Items listed in a dataset
>>>
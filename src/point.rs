use core::fmt;

use num_traits::Float;

#[cfg(feature = "serde")]
use serde::{Deserialize, Serialize};

/// A coordinate type that can be used with a triangulation.
///
/// All predicates are evaluated in this type. Exact predicates (see
/// [ExactKernel](crate::ExactKernel)) convert into `f64` first.
///
/// This type should usually be either `f32` or `f64`.
pub trait CoordinateNum:
    Float + PartialOrd + Into<f64> + From<f32> + Copy + fmt::Debug + fmt::Display
{
}

impl<T> CoordinateNum for T where
    T: Float + PartialOrd + Into<f64> + From<f32> + Copy + fmt::Debug + fmt::Display
{
}

/// The crate wide default coordinate type.
///
/// This is `f64` unless the `single-precision` feature is enabled. The width is fixed at
/// compile time and therefore identical for every triangulation run by a process.
#[cfg(not(feature = "single-precision"))]
pub type Scalar = f64;

/// The crate wide default coordinate type.
///
/// This is `f32` since the `single-precision` feature is enabled.
#[cfg(feature = "single-precision")]
pub type Scalar = f32;

/// A two dimensional point.
///
/// Equality compares coordinates only.
#[derive(Debug, PartialEq, PartialOrd, Clone, Copy, Default)]
#[cfg_attr(
    feature = "serde",
    derive(Serialize, Deserialize),
    serde(crate = "serde")
)]
pub struct Point2<S> {
    /// The point's x coordinate
    pub x: S,
    /// The point's y coordinate
    pub y: S,
}

impl<S> Point2<S> {
    /// Creates a new point.
    #[inline]
    pub const fn new(x: S, y: S) -> Self {
        Point2 { x, y }
    }
}

impl<S: CoordinateNum> Point2<S> {
    /// Returns the squared distance of this point and another point.
    #[inline]
    pub fn distance_2(&self, other: Self) -> S {
        self.sub(other).length2()
    }

    /// Returns the euclidean distance of this point and another point.
    #[inline]
    pub fn distance(&self, other: Self) -> S {
        self.distance_2(other).sqrt()
    }

    /// Returns `true` if this point lies inside or exactly on the circle around `center`
    /// with the given `radius`.
    pub fn is_in_circle(&self, center: Self, radius: S) -> bool {
        self.distance_2(center) <= radius * radius
    }

    /// Returns `true` if both coordinates are neither NaN nor infinite.
    pub fn is_finite(&self) -> bool {
        self.x.is_finite() && self.y.is_finite()
    }

    pub(crate) fn to_f64(self) -> Point2<f64> {
        Point2::new(self.x.into(), self.y.into())
    }

    pub(crate) fn mul(&self, factor: S) -> Self {
        Point2 {
            x: self.x * factor,
            y: self.y * factor,
        }
    }

    pub(crate) fn add(&self, other: Self) -> Self {
        Point2 {
            x: self.x + other.x,
            y: self.y + other.y,
        }
    }

    pub(crate) fn length2(&self) -> S {
        self.x * self.x + self.y * self.y
    }

    pub(crate) fn sub(&self, other: Self) -> Self {
        Point2 {
            x: self.x - other.x,
            y: self.y - other.y,
        }
    }

    pub(crate) fn dot(&self, other: Self) -> S {
        self.x * other.x + self.y * other.y
    }
}

impl<S: fmt::Display> fmt::Display for Point2<S> {
    fn fmt(&self, f: &mut fmt::Formatter<'_>) -> fmt::Result {
        write!(f, "({}, {})", self.x, self.y)
    }
}

impl<S: CoordinateNum> From<Point2<S>> for [S; 2] {
    #[inline]
    fn from(point: Point2<S>) -> Self {
        [point.x, point.y]
    }
}

impl<S: CoordinateNum> From<Point2<S>> for (S, S) {
    #[inline]
    fn from(point: Point2<S>) -> (S, S) {
        (point.x, point.y)
    }
}

impl<S: CoordinateNum> From<[S; 2]> for Point2<S> {
    #[inline]
    fn from(source: [S; 2]) -> Self {
        Self::new(source[0], source[1])
    }
}

impl<S: CoordinateNum> From<(S, S)> for Point2<S> {
    #[inline]
    fn from(source: (S, S)) -> Self {
        Self::new(source.0, source.1)
    }
}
<<<
Set down the data in full, word for word.

filename src/point.rs
use core::fmt;

use num_traits::Float;

#[cfg(feature = "serde")]
use serde::{Deserialize, Serialize};

/// A coordinate type that can be used with a triangulation.
///
/// All predicates are evaluated in this type. Exact predicates (see
/// [ExactKernel](crate::ExactKernel)) convert into `f64` first.
///
/// This type should usually be either `f32` or `f64`.
pub trait CoordinateNum:
    Float + PartialOrd + Into<f64> + From<f32> + Copy + fmt::Debug + fmt::Display
{
}

impl<T> CoordinateNum for T where
    T: Float + PartialOrd + Into<f64> + From<f32> + Copy + fmt::Debug + fmt::Display
{
}

/// The crate wide default coordinate type.
///
/// This is `f64` unless the `single-precision` feature is enabled. The width is fixed at
/// compile time and therefore identical for every triangulation run by a process.
#[cfg(not(feature = "single-precision"))]
pub type Scalar = f64;

/// The crate wide default coordinate type.
///
/// This is `f32` since the `single-precision` feature is enabled.
#[cfg(feature = "single-precision")]
pub type Scalar = f32;

/// A two dimensional point.
///
/// Equality compares coordinates only.
#[derive(Debug, PartialEq, PartialOrd, Clone, Copy, Default)]
#[cfg_attr(
    feature = "serde",
    derive(Serialize, Deserialize),
    serde(crate = "serde")
)]
pub struct Point2<S> {
    /// The point's x coordinate
    pub x: S,
    /// The point's y coordinate
    pub y: S,
}

impl<S> Point2<S> {
    /// Creates a new point.
    #[inline]
    pub const fn new(x: S, y: S) -> Self {
        Point2 { x, y }
    }
}

impl<S: CoordinateNum> Point2<S> {
    /// Returns the squared distance of this point and another point.
    #[inline]
    pub fn distance_2(&self, other: Self) -> S {
        self.sub(other).length2()
    }

    /// Returns the euclidean distance of this point and another point.
    #[inline]
    pub fn distance(&self, other: Self) -> S {
        self.distance_2(other).sqrt()
    }

    /// Returns `true` if this point lies inside or exactly on the circle around `center`
    /// with the given `radius`.
    pub fn is_in_circle(&self, center: Self, radius: S) -> bool {
        self.distance_2(center) <= radius * radius
    }

    /// Returns `true` if both coordinates are neither NaN nor infinite.
    pub fn is_finite(&self) -> bool {
        self.x.is_finite() && self.y.is_finite()
    }

    pub(crate) fn to_f64(self) -> Point2<f64> {
        Point2::new(self.x.into(), self.y.into())
    }

    pub(crate) fn mul(&self, factor: S) -> Self {
        Point2 {
            x: self.x * factor,
            y: self.y * factor,
        }
    }

    pub(crate) fn add(&self, other: Self) -> Self {
        Point2 {
            x: self.x + other.x,
            y: self.y + other.y,
        }
    }

    pub(crate) fn length2(&self) -> S {
        self.x * self.x + self.y * self.y
    }

    pub(crate) fn sub(&self, other: Self) -> Self {
        Point2 {
            x: self.x - other.x,
            y: self.y - other.y,
        }
    }

    pub(crate) fn dot(&self, other: Self) -> S {
        self.x * other.x + self.y * other.y
    }
}

impl<S: fmt::Display> fmt::Display for Point2<S> {
    fn fmt(&self, f: &mut fmt::Formatter<'_>) -> fmt::Result {
        write!(f, "({}, {})", self.x, self.y)
    }
}

impl<S: CoordinateNum> From<Point2<S>> for [S; 2] {
    #[inline]
    fn from(point: Point2<S>) -> Self {
        [point.x, point.y]
    }
}

impl<S: CoordinateNum> From<Point2<S>> for (S, S) {
    #[inline]
    fn from(point: Point2<S>) -> (S, S) {
        (point.x, point.y)
    }
}

impl<S: CoordinateNum> From<[S; 2]> for Point2<S> {
    #[inline]
    fn from(source: [S; 2]) -> Self {
        Self::new(source[0], source[1])
    }
}

impl<S: CoordinateNum> From<(S, S)> for Point2<S> {
    #[inline]
    fn from(source: (S, S)) -> Self {
        Self::new(source.0, source.1)
    }
}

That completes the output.